───── Task inputs ─────

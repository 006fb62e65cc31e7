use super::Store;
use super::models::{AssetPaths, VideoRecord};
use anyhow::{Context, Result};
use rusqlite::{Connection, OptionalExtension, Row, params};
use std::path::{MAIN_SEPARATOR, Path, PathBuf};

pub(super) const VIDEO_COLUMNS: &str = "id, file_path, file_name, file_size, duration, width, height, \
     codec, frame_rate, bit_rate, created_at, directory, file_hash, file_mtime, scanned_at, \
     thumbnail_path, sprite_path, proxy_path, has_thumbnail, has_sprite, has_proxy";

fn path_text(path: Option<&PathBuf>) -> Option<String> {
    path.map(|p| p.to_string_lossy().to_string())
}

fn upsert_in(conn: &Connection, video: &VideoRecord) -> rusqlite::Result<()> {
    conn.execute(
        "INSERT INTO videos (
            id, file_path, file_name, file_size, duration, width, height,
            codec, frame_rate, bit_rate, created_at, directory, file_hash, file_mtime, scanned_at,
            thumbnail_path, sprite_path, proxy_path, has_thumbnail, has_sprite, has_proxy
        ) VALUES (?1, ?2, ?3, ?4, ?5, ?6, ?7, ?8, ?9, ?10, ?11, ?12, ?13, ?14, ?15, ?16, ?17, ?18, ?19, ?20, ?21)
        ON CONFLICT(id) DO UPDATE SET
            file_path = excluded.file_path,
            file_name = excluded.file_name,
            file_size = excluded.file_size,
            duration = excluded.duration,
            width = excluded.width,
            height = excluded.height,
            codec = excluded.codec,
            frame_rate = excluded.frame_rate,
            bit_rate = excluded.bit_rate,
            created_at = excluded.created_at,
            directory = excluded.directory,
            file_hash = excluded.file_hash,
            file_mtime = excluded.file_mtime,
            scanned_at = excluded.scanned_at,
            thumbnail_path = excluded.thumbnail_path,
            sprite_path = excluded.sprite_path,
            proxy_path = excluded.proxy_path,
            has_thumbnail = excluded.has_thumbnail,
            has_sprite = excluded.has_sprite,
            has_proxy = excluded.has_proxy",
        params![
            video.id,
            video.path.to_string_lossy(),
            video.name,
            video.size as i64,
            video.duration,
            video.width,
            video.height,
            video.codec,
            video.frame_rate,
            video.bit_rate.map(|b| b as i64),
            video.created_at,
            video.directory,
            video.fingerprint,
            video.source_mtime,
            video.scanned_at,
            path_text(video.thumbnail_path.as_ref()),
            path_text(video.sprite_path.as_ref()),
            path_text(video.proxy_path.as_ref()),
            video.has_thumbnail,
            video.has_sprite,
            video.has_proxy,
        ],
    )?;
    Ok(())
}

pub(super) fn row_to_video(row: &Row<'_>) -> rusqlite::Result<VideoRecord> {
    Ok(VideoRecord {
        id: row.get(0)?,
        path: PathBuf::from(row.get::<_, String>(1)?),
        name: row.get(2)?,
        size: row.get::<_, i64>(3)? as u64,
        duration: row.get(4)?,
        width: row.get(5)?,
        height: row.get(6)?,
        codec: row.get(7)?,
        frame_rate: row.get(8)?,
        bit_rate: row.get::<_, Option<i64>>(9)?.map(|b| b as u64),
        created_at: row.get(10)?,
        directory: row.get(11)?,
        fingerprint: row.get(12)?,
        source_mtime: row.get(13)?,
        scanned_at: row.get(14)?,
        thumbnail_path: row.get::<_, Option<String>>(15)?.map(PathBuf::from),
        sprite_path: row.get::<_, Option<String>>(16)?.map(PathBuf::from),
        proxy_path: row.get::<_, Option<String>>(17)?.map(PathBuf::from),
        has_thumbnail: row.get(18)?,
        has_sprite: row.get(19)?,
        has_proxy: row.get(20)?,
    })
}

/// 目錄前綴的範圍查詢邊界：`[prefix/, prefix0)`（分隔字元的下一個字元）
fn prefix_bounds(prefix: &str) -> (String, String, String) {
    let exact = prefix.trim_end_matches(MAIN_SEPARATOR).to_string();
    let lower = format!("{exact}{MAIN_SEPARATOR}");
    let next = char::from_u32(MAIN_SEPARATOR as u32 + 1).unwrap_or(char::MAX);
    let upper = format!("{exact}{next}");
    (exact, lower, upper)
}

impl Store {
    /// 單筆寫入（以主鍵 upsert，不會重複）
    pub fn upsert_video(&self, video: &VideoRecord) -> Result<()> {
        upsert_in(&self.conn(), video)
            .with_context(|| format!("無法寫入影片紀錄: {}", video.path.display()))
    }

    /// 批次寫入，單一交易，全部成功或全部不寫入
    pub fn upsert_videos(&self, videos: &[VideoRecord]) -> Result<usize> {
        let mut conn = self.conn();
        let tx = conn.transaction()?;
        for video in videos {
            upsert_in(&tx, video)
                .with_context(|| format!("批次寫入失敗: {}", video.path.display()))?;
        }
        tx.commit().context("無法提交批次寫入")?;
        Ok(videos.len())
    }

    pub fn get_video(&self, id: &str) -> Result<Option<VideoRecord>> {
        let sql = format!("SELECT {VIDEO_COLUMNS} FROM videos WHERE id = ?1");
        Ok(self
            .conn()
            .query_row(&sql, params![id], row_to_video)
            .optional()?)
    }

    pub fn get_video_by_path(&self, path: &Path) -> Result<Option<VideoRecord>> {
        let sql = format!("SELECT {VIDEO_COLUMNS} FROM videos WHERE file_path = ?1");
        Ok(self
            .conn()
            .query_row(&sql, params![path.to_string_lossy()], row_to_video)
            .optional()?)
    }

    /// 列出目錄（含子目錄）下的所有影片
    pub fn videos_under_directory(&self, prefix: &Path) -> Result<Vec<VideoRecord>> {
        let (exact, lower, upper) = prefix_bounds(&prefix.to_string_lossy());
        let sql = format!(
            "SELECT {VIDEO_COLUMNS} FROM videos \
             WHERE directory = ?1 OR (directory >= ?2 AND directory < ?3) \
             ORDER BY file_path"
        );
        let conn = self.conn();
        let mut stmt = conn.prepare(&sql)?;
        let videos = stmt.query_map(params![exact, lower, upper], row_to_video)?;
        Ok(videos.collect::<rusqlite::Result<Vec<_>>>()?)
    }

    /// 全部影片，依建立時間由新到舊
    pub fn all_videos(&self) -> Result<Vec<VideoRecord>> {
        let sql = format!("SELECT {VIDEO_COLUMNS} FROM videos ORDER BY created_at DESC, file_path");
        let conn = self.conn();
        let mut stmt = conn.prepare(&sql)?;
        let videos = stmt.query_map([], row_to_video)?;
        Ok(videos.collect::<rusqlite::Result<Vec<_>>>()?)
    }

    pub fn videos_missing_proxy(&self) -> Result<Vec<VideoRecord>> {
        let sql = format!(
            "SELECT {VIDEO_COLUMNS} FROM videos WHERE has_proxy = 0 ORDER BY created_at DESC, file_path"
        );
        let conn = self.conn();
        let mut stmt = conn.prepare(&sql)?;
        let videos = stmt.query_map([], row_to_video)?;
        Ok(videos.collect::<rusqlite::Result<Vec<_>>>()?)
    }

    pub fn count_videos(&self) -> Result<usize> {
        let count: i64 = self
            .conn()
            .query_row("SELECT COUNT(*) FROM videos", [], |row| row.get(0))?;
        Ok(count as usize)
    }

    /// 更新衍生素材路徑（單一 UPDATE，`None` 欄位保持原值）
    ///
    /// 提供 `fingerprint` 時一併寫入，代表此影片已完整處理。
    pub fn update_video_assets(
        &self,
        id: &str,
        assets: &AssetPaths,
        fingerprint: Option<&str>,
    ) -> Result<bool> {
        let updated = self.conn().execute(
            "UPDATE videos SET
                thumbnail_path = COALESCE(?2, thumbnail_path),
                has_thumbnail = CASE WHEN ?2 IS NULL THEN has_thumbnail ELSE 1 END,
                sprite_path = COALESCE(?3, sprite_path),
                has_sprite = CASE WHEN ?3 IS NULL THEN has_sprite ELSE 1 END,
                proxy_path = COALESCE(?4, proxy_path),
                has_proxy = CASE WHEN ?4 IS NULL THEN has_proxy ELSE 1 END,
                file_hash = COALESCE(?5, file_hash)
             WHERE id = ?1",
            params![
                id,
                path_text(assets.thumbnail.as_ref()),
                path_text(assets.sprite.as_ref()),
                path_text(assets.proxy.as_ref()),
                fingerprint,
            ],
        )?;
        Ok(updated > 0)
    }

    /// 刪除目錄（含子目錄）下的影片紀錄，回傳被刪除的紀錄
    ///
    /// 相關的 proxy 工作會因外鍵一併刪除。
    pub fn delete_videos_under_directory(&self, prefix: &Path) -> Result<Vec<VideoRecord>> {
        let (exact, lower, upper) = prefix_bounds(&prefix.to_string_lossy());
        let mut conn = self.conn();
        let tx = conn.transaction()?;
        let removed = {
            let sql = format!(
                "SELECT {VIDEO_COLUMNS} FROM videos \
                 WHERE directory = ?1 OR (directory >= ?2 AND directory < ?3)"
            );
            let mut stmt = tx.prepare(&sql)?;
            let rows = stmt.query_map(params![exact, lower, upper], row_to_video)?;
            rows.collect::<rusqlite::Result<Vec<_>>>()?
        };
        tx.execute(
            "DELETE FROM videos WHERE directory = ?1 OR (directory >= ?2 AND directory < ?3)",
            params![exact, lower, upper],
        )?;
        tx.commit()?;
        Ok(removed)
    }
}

─────

Task to carry out:
Lines holding the word "updated" should be copied from the entries above.

Solution for this task:
        let updated = self.conn().execute(
        Ok(updated > 0)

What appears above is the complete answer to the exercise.